Wates and Mace also appointed to work on buildings that make up £3bn propject’s first phase

McAleer & Rushe has won the final job on the first three buildings being developed at British Land’s Canada Water scheme in east London.

The Northern Irish contractor has previously worked with the developer on a mixed-use scheme at 10 Portman Square in Westminster while it also worked on British Land’s redevelopment of Yalding House, the former Great Portland Street home of the BBC Music department, Radio 3 and Radio 1.

Canada Water Masterplan - Town Square - email

The Canada Water scheme will include a new town square

At the £3.3bn Canada Water scheme, McAleer & Rushe will build K1 – a six-storey residential block designed by Morris + Company, the former Duggan Morris which disbanded in 2017.

Earlier this week, Building revealed that Wates has signed a pre-construction services agreement for the A1 building, designed by Allies and Morrison, which will run across six and 34 storeys and will include retail and offices as well as 186 residential units.

And Mace has won the A2 building, also designed by Allies and Morrison, after overhauling long-time frontrunner Laing O’Rourke which is believed to have been unable to agree a price with the developer.

A2 will include a leisure centre, retail and workspace in a building that will reach a maximum height of six storeys. Both jobs are understood to have construction values north of £100m.

Despite the news British Land, which earlier this week said completion of Sir Robert McAlpine’s £260m scheme at 100 Liverpool Street and Lendlease’s £140m job at 1 Triton Square have been delayed around six months by the covid-19 pandemic, is understood to have delayed starting work because of uncertainty caused by coronavirus.

Consultants working across all three buildings include project and cost manager Aecom, structural engineer AKT II and services consultant Sweco.

The Canada Water scheme will eventually turn 53 acres of rundown land in south-east London into a new town centre and 3,000 homes. In February, it overcame the last major planning obstacle when London mayor Sadiq Khan decided not to call it in.

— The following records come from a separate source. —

/*!
 * Compact brace notation for path sets
 *
 * Paths are grouped by their first `group_depth` segments; the remaining
 * tails of each group are folded into a brace expression where linear
 * single-child runs collapse to `a/b/c`:
 *
 * ```text
 * src/app/main.rs src/app/util/io.rs src/lib.rs  ->  src/lib.rs src/app/{main.rs,util/io.rs}
 * ```
 */

use std::collections::BTreeMap;
use std::path::Path;

use crate::tree::build_tree;
use crate::types::{normalize_separators, PathNode, PathTree, WorkspaceRoot};

/// Number of leading segments shared by a group
pub const DEFAULT_GROUP_DEPTH: usize = 2;

/// Split a normalized path into `(head, tail)` for the given depth.
///
/// The head never swallows the whole path when it has more than one segment:
/// at least one trailing segment is left as the tail.
pub fn split_head(path: &str, group_depth: usize) -> Option<(String, String)> {
    let normalized = normalize_separators(path);
    let absolute = normalized.starts_with('/');
    let segments: Vec<&str> = normalized.split('/').filter(|s| !s.is_empty()).collect();
    if segments.is_empty() {
        return None;
    }

    let head_len = group_depth.min(segments.len().saturating_sub(1).max(1)).max(1);
    let mut head = segments[..head_len].join("/");
    if absolute {
        head.insert(0, '/');
    }
    let tail = segments[head_len..].join("/");
    Some((head, tail))
}

/// Group paths by head, heads in ascending order. A path that ends exactly
/// at its head contributes no tail.
pub fn group_paths<S: AsRef<str>>(paths: &[S], group_depth: usize) -> Vec<(String, Vec<String>)> {
    let mut groups: BTreeMap<String, Vec<String>> = BTreeMap::new();
    for path in paths {
        let Some((head, tail)) = split_head(path.as_ref(), group_depth) else {
            continue;
        };
        let tails = groups.entry(head).or_default();
        if !tail.is_empty() {
            tails.push(tail);
        }
    }
    groups.into_iter().collect()
}

/// Render a tree in brace notation
pub fn format_brace_tree(tree: &PathTree) -> String {
    let parts: Vec<String> = tree
        .iter()
        .map(|(name, node)| match node {
            PathNode::File => name.to_string(),
            PathNode::Directory(children) => match chain(name, children) {
                Some(run) => run,
                None => format!("{}/{}", name, format_brace_tree(children)),
            },
        })
        .collect();

    match parts.len() {
        0 => String::new(),
        1 => parts.into_iter().next().unwrap_or_default(),
        _ => format!("{{{}}}", parts.join(",")),
    }
}

/// `name/seg/.../leaf` when every level below `name` has exactly one child
fn chain(name: &str, children: &PathTree) -> Option<String> {
    let mut run = vec![name];
    let mut level = children;
    loop {
        if level.len() != 1 {
            return None;
        }
        let (child, node) = level.iter().next()?;
        run.push(child);
        match node {
            PathNode::File => return Some(run.join("/")),
            PathNode::Directory(next) => level = next,
        }
    }
}

fn group_token(head: &str, tails: &[String]) -> String {
    if tails.is_empty() {
        return head.to_string();
    }
    format!("{}/{}", head, format_brace_tree(&build_tree(tails)))
}

/// Render paths in compact notation.
///
/// With a workspace, paths under it are made relative and every resulting
/// token is prefixed with `<workspace name>/`; paths outside it keep their
/// absolute form and get no label.
pub fn compact<P: AsRef<Path>>(
    paths: &[P],
    group_depth: usize,
    workspace: Option<&WorkspaceRoot>,
) -> String {
    let mut inside = Vec::new();
    let mut outside = Vec::new();
    for path in paths {
        let path = path.as_ref();
        match workspace.and_then(|ws| ws.relativize(path)) {
            Some(rel) => inside.push(rel),
            None => outside.push(normalize_separators(&path.to_string_lossy())),
        }
    }

    let label = workspace.map(|ws| ws.name.as_str());
    let mut tokens: Vec<(String, String)> = Vec::new();
    for (head, tails) in group_paths(&inside, group_depth) {
        let token = group_token(&head, &tails);
        let token = match label {
            Some(label) => format!("{}/{}", label, token),
            None => token,
        };
        tokens.push((head, token));
    }
    for (head, tails) in group_paths(&outside, group_depth) {
        let token = group_token(&head, &tails);
        tokens.push((head, token));
    }

    tokens.sort_by(|a, b| a.0.cmp(&b.0));
    tokens
        .into_iter()
        .map(|(_, token)| token)
        .collect::<Vec<_>>()
        .join(" ")
}
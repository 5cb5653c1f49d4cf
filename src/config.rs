/*!
 * Configuration handling for clipfiles
 */

use std::fs;
use std::path::{Path, PathBuf};

use clap::{Parser, Subcommand, ValueEnum};
use clap_complete::Shell;
use serde::{Deserialize, Serialize};
use strum::Display;
use tracing::{debug, warn};

use crate::error::{Result, ResultExt};
use crate::types::WorkspaceRoot;

/// Persisted copy toggles
#[derive(Debug, Clone, Copy, PartialEq, Eq, Serialize, Deserialize)]
#[serde(default)]
pub struct Settings {
    /// Copy the contents of open files
    pub copy_content: bool,
    /// Copy the tree of open files
    pub copy_structure: bool,
}

impl Default for Settings {
    fn default() -> Self {
        Self {
            copy_content: true,
            copy_structure: true,
        }
    }
}

/// One of the two persisted flags
#[derive(Debug, Clone, Copy, PartialEq, Eq, ValueEnum, Display)]
#[strum(serialize_all = "lowercase")]
pub enum Toggle {
    /// File contents
    Content,
    /// File tree
    Structure,
}

impl Settings {
    /// Load settings from `path`. A missing or unreadable file yields the
    /// defaults.
    pub fn load(path: &Path) -> Self {
        let raw = match fs::read_to_string(path) {
            Ok(raw) => raw,
            Err(e) => {
                debug!("No settings at {}: {}", path.display(), e);
                return Self::default();
            }
        };
        serde_json::from_str(&raw).unwrap_or_else(|e| {
            warn!("Ignoring malformed settings {}: {}", path.display(), e);
            Self::default()
        })
    }

    /// Write settings to `path`, creating parent directories as needed
    pub fn save(&self, path: &Path) -> Result<()> {
        crate::ensure!(
            path.file_name().is_some(),
            Config,
            "Settings path is not a file: {}",
            path.display()
        );
        if let Some(parent) = path.parent() {
            if !parent.as_os_str().is_empty() {
                fs::create_dir_all(parent)?;
            }
        }
        let json = serde_json::to_string_pretty(self)?;
        fs::write(path, json)?;
        Ok(())
    }

    /// Flip one flag
    pub fn toggle(&mut self, which: Toggle) {
        match which {
            Toggle::Content => self.copy_content = !self.copy_content,
            Toggle::Structure => self.copy_structure = !self.copy_structure,
        }
    }

    /// Default settings location
    pub fn default_path() -> PathBuf {
        dirs::config_dir()
            .unwrap_or_else(|| PathBuf::from("~/.config"))
            .join("clipfiles")
            .join("settings.json")
    }
}

/// Command-line arguments for clipfiles
#[derive(Parser, Debug, Clone)]
#[clap(
    name = "clipfiles",
    version = env!("CARGO_PKG_VERSION"),
    about = "Copy open files, directory layouts and compact path listings for LLM context",
    long_about = "Turns a set of file paths (or a folder) into text meant to be pasted into a Large Language Model prompt: ASCII trees, file contents, compact brace notation, and Import Lists that can be read back later."
)]
pub struct Args {
    #[clap(subcommand)]
    pub command: Option<Command>,

    /// Copy output to the system clipboard instead of printing it
    #[clap(long, global = true, help = "Copy output to system clipboard")]
    pub clip: bool,

    /// Path to the settings file
    #[clap(long, global = true, value_name = "FILE")]
    pub settings: Option<String>,

    /// Enable debug logging (RUST_LOG takes precedence)
    #[clap(short, long, global = true)]
    pub verbose: bool,

    /// Generate shell completions
    #[clap(long = "generate", value_enum)]
    pub generate: Option<Shell>,
}

/// Subcommands
#[derive(Subcommand, Debug, Clone)]
pub enum Command {
    /// Copy the directory structure of a folder
    Tree {
        /// Folder to describe
        #[clap(default_value = ".")]
        directory: String,
    },

    /// Copy the tree and/or contents of a set of open files
    Files {
        /// Files to copy (read from stdin, one per line, when omitted)
        paths: Vec<String>,

        /// Workspace folder the files belong to
        #[clap(long)]
        workspace: Option<String>,

        /// Override the persisted content toggle
        #[clap(long)]
        content: Option<bool>,

        /// Override the persisted structure toggle
        #[clap(long)]
        structure: Option<bool>,
    },

    /// Print paths in compact brace notation
    Compact {
        /// Paths to compact (read from stdin when omitted)
        paths: Vec<String>,

        /// Workspace folder; its name labels every relative token
        #[clap(long)]
        workspace: Option<String>,
    },

    /// Serialize paths as an Import List
    Export {
        /// Paths to export (read from stdin when omitted)
        paths: Vec<String>,

        /// Workspace folder to make paths relative to
        #[clap(long)]
        workspace: Option<String>,
    },

    /// Read an Import List and print the files that exist
    Import {
        /// Import List text (read from the clipboard with --clip, else stdin)
        text: Option<String>,

        /// Workspace folders to resolve `root:` names against
        #[clap(long = "workspace")]
        workspaces: Vec<String>,
    },

    /// Show or change the persisted copy options
    Options {
        /// Flip one option and exit
        #[clap(long, value_enum)]
        toggle: Option<Toggle>,

        /// Open files the panel acts on
        paths: Vec<String>,

        /// Workspace folder the files belong to
        #[clap(long)]
        workspace: Option<String>,
    },
}

/// Application configuration
#[derive(Clone, Debug)]
pub struct Config {
    /// What to do
    pub command: Command,

    /// Copy output to clipboard
    pub clip: bool,

    /// Settings file location
    pub settings_path: PathBuf,

    /// Debug logging requested
    pub verbose: bool,
}

impl Config {
    /// Create configuration from command-line arguments
    pub fn from_args(args: Args) -> Self {
        Self {
            command: args.command.unwrap_or(Command::Options {
                toggle: None,
                paths: Vec::new(),
                workspace: None,
            }),
            clip: args.clip,
            settings_path: args
                .settings
                .map(PathBuf::from)
                .unwrap_or_else(Settings::default_path),
            verbose: args.verbose,
        }
    }

    /// Validate the configuration
    pub fn validate(&self) -> Result<()> {
        match &self.command {
            Command::Tree { directory } => {
                let path = Path::new(directory);
                crate::ensure!(
                    path.is_dir(),
                    PathNotFound,
                    "Target directory not found: {}",
                    path.display()
                );
            }
            Command::Files { workspace, .. }
            | Command::Compact { workspace, .. }
            | Command::Export { workspace, .. }
            | Command::Options { workspace, .. } => {
                if let Some(ws) = workspace {
                    validate_workspace(ws)?;
                }
            }
            Command::Import { workspaces, .. } => {
                for ws in workspaces {
                    validate_workspace(ws)?;
                }
            }
        }
        Ok(())
    }
}

fn validate_workspace(dir: &str) -> Result<()> {
    crate::ensure!(
        Path::new(dir).is_dir(),
        PathNotFound,
        "Workspace folder not found: {}",
        dir
    );
    Ok(())
}

/// Build a workspace root from a folder argument, made absolute
pub fn workspace_root(dir: &str) -> Result<WorkspaceRoot> {
    let path = fs::canonicalize(dir).with_context(|| format!("Resolving workspace {}", dir))?;
    Ok(WorkspaceRoot::from_path(path))
}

The site, which sits between the City and Canary Wharf and is close to Canada Water Underground station, includes the abandoned Daily Mail printworks and the disused Rotherhithe police station.

The overall first phase covers 1.8 million sq ft of mixed-use space, including one million sq ft of workspace and 250,000 sq ft of retail and leisure.

The developer hired Roger Madelin, the man behind Argent’s revamp of King’s Cross, back in 2016 to lead the project.